WHAT TO PRODUCE: Every entry in the listing below has to be given again exactly.

DATA PROVIDED:
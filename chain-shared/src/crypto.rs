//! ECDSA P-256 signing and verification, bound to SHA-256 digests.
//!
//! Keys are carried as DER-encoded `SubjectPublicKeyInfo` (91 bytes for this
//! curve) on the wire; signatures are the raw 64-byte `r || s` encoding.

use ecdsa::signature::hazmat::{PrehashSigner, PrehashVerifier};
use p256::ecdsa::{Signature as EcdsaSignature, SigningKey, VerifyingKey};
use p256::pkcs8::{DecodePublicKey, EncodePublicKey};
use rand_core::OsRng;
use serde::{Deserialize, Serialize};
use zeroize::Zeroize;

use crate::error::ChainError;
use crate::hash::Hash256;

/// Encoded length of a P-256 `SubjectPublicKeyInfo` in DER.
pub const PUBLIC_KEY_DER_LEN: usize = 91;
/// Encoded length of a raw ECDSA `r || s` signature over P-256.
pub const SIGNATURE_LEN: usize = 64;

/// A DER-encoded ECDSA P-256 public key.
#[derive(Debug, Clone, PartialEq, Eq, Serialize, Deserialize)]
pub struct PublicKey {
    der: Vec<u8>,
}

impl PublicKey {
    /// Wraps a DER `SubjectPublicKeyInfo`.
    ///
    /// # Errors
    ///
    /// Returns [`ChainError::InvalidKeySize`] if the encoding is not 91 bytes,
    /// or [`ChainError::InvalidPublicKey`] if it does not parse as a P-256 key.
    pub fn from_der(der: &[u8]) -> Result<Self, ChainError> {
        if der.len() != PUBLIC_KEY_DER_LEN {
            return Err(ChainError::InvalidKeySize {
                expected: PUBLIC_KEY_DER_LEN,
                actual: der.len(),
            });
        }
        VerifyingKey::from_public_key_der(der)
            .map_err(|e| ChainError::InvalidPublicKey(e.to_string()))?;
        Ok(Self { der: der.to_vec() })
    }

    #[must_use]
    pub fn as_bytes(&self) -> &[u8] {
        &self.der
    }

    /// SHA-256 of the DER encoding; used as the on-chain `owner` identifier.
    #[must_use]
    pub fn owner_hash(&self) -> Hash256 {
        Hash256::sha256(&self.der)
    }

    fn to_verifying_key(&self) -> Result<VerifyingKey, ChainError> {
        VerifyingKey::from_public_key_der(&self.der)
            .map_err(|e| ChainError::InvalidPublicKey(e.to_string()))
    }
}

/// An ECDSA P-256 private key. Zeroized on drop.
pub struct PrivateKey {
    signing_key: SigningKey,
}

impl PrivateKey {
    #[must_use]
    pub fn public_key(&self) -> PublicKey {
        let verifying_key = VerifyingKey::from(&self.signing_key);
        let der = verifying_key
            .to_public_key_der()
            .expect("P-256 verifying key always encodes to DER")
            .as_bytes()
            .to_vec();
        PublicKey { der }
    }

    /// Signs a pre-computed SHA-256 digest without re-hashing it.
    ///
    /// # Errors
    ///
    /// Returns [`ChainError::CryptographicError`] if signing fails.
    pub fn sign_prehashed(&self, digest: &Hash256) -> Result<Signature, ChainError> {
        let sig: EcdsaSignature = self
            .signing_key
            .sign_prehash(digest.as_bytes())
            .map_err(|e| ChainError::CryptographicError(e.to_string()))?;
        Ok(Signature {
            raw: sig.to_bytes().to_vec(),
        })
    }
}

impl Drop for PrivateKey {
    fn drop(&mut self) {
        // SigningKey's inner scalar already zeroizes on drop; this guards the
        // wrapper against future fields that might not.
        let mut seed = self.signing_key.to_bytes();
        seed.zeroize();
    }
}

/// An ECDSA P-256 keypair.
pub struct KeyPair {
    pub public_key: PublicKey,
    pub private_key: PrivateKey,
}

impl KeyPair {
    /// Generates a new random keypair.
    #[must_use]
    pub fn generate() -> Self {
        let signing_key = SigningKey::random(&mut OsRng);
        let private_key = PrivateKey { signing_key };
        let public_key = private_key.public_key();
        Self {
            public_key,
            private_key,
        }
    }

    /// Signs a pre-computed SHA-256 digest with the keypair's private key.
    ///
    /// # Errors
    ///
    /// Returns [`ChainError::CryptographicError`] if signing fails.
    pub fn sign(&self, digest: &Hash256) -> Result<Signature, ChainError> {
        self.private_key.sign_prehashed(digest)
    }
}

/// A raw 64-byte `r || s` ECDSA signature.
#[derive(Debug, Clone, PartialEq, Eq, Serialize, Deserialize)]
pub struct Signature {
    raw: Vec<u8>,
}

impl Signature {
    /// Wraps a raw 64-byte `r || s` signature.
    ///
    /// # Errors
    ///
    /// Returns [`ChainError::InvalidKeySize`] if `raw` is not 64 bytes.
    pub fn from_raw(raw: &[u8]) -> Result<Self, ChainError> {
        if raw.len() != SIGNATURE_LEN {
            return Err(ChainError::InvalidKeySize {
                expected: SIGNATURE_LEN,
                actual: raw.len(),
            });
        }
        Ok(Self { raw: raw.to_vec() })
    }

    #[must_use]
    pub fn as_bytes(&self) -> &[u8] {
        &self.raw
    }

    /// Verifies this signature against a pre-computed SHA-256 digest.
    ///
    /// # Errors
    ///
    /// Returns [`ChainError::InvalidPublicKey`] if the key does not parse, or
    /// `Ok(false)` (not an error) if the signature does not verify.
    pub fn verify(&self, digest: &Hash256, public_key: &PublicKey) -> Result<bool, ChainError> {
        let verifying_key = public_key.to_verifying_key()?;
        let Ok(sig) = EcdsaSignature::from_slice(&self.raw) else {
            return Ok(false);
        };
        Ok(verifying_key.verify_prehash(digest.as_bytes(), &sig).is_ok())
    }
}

TASK RESPONSE:
filename chain-shared/src/crypto.rs
//! ECDSA P-256 signing and verification, bound to SHA-256 digests.
//!
//! Keys are carried as DER-encoded `SubjectPublicKeyInfo` (91 bytes for this
//! curve) on the wire; signatures are the raw 64-byte `r || s` encoding.

use ecdsa::signature::hazmat::{PrehashSigner, PrehashVerifier};
use p256::ecdsa::{Signature as EcdsaSignature, SigningKey, VerifyingKey};
use p256::pkcs8::{DecodePublicKey, EncodePublicKey};
use rand_core::OsRng;
use serde::{Deserialize, Serialize};
use zeroize::Zeroize;

use crate::error::ChainError;
use crate::hash::Hash256;

/// Encoded length of a P-256 `SubjectPublicKeyInfo` in DER.
pub const PUBLIC_KEY_DER_LEN: usize = 91;
/// Encoded length of a raw ECDSA `r || s` signature over P-256.
pub const SIGNATURE_LEN: usize = 64;

/// A DER-encoded ECDSA P-256 public key.
#[derive(Debug, Clone, PartialEq, Eq, Serialize, Deserialize)]
pub struct PublicKey {
    der: Vec<u8>,
}

impl PublicKey {
    /// Wraps a DER `SubjectPublicKeyInfo`.
    ///
    /// # Errors
    ///
    /// Returns [`ChainError::InvalidKeySize`] if the encoding is not 91 bytes,
    /// or [`ChainError::InvalidPublicKey`] if it does not parse as a P-256 key.
    pub fn from_der(der: &[u8]) -> Result<Self, ChainError> {
        if der.len() != PUBLIC_KEY_DER_LEN {
            return Err(ChainError::InvalidKeySize {
                expected: PUBLIC_KEY_DER_LEN,
                actual: der.len(),
            });
        }
        VerifyingKey::from_public_key_der(der)
            .map_err(|e| ChainError::InvalidPublicKey(e.to_string()))?;
        Ok(Self { der: der.to_vec() })
    }

    #[must_use]
    pub fn as_bytes(&self) -> &[u8] {
        &self.der
    }

    /// SHA-256 of the DER encoding; used as the on-chain `owner` identifier.
    #[must_use]
    pub fn owner_hash(&self) -> Hash256 {
        Hash256::sha256(&self.der)
    }

    fn to_verifying_key(&self) -> Result<VerifyingKey, ChainError> {
        VerifyingKey::from_public_key_der(&self.der)
            .map_err(|e| ChainError::InvalidPublicKey(e.to_string()))
    }
}

/// An ECDSA P-256 private key. Zeroized on drop.
pub struct PrivateKey {
    signing_key: SigningKey,
}

impl PrivateKey {
    #[must_use]
    pub fn public_key(&self) -> PublicKey {
        let verifying_key = VerifyingKey::from(&self.signing_key);
        let der = verifying_key
            .to_public_key_der()
            .expect("P-256 verifying key always encodes to DER")
            .as_bytes()
            .to_vec();
        PublicKey { der }
    }

    /// Signs a pre-computed SHA-256 digest without re-hashing it.
    ///
    /// # Errors
    ///
    /// Returns [`ChainError::CryptographicError`] if signing fails.
    pub fn sign_prehashed(&self, digest: &Hash256) -> Result<Signature, ChainError> {
        let sig: EcdsaSignature = self
            .signing_key
            .sign_prehash(digest.as_bytes())
            .map_err(|e| ChainError::CryptographicError(e.to_string()))?;
        Ok(Signature {
            raw: sig.to_bytes().to_vec(),
        })
    }
}

impl Drop for PrivateKey {
    fn drop(&mut self) {
        // SigningKey's inner scalar already zeroizes on drop; this guards the
        // wrapper against future fields that might not.
        let mut seed = self.signing_key.to_bytes();
        seed.zeroize();
    }
}

/// An ECDSA P-256 keypair.
pub struct KeyPair {
    pub public_key: PublicKey,
    pub private_key: PrivateKey,
}

impl KeyPair {
    /// Generates a new random keypair.
    #[must_use]
    pub fn generate() -> Self {
        let signing_key = SigningKey::random(&mut OsRng);
        let private_key = PrivateKey { signing_key };
        let public_key = private_key.public_key();
        Self {
            public_key,
            private_key,
        }
    }

    /// Signs a pre-computed SHA-256 digest with the keypair's private key.
    ///
    /// # Errors
    ///
    /// Returns [`ChainError::CryptographicError`] if signing fails.
    pub fn sign(&self, digest: &Hash256) -> Result<Signature, ChainError> {
        self.private_key.sign_prehashed(digest)
    }
}

/// A raw 64-byte `r || s` ECDSA signature.
#[derive(Debug, Clone, PartialEq, Eq, Serialize, Deserialize)]
pub struct Signature {
    raw: Vec<u8>,
}

impl Signature {
    /// Wraps a raw 64-byte `r || s` signature.
    ///
    /// # Errors
    ///
    /// Returns [`ChainError::InvalidKeySize`] if `raw` is not 64 bytes.
    pub fn from_raw(raw: &[u8]) -> Result<Self, ChainError> {
        if raw.len() != SIGNATURE_LEN {
            return Err(ChainError::InvalidKeySize {
                expected: SIGNATURE_LEN,
                actual: raw.len(),
            });
        }
        Ok(Self { raw: raw.to_vec() })
    }

    #[must_use]
    pub fn as_bytes(&self) -> &[u8] {
        &self.raw
    }

    /// Verifies this signature against a pre-computed SHA-256 digest.
    ///
    /// # Errors
    ///
    /// Returns [`ChainError::InvalidPublicKey`] if the key does not parse, or
    /// `Ok(false)` (not an error) if the signature does not verify.
    pub fn verify(&self, digest: &Hash256, public_key: &PublicKey) -> Result<bool, ChainError> {
        let verifying_key = public_key.to_verifying_key()?;
        let Ok(sig) = EcdsaSignature::from_slice(&self.raw) else {
            return Ok(false);
        };
        Ok(verifying_key.verify_prehash(digest.as_bytes(), &sig).is_ok())
    }
}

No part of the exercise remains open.